Comme tout patron de presse qui se respecte, c’est au tour d’Ignacio Ramonet de se saisir de l’éditorial de janvier 2007 de son journal mensuel Le Monde Diplomatique, pour alarmer ses lecteurs autour du thème récurrent de « la presse qui va mal ». Les causes de ce constat (auquel son journal n’échappe pas) viendraient selon lui d’une « irruption » de la presse dite gratuite et de l’Internet, dépositaire d’un grand nombre de sites d’information et dont la profusion « fascine ». Raisons déjà invoquées par ses collègues de la même presse dominante, qui permettent ainsi au directeur de la rédaction d’éluder les véritables raisons qui heurteraient certainement la sensibilité des dirigeants de l’autocratie « d’un autre monde est possible ».
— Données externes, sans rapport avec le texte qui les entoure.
//! Snapshot retention.
//!
//! Bounds per-source history to a fixed number of daily snapshots. Eviction
//! is FIFO by date; indicator contents and access recency play no part.
//! Runs after the current day's snapshot has been written, so a fresh
//! snapshot is never evicted by its own run.

use tracing::info;

use crate::store::SnapshotStore;

/// Deletes all but the `max_keep` most recent snapshots for `source`.
///
/// Returns the evicted dates, oldest first. Deletion is permanent.
pub fn prune(
    store: &dyn SnapshotStore,
    source: &str,
    max_keep: usize,
) -> anyhow::Result<Vec<chrono::NaiveDate>> {
    let dates = store.list(source)?;
    if dates.len() <= max_keep {
        return Ok(Vec::new());
    }

    let evict = dates[..dates.len() - max_keep].to_vec();
    for date in &evict {
        info!("Removing old raw snapshot: {source}/{date}");
        store.remove(source, *date)?;
    }
    Ok(evict)
}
En effet, ouvrir ses colonnes à une critique plus radicale du capitalisme (1) et des nuisances mortifères du monde industriel n’a jamais vraiment fait partie des préoccupations de la rédaction du Diplo. Elles sont ailleurs. Elle préfère s’inventer et s’approprier des victoires comme celle du « non » à la constitution européenne et rester dans un mutisme compréhensible face à l’inertie de sa taxe Tobin (2). Elle reste sourde à l’indignation de certains lecteurs quant à l’usage faussement paradoxal de la publicité (3) dans un journal qui prétend lutter contre les dogmes de la société marchande, leur faisant un pied de nez en légitimant la continuation de cette pratique pour l’année 2007 par des justifications bien arrangeantes du genre « la publicité restera limitée à 5% de notre chiffre d’affaires. Un niveau très bas si on le compare à la plupart des autres titres (plus de 50% en moyenne) ». Ignacio Ramonet et sa rédaction apaisent rationnellement la conscience de ceux qui continueront à lire leur mensuel. Expliquer la perte d’une partie du lectorat parce que les responsables de ce journal continuent à duper leur monde et qu’ils persistent à les prendre pour des cons, a dû quand même effleurer l’esprit de certains rédacteurs de ce journal. Mais cette explication est trop directe et trop honnête pour être exposée crûment.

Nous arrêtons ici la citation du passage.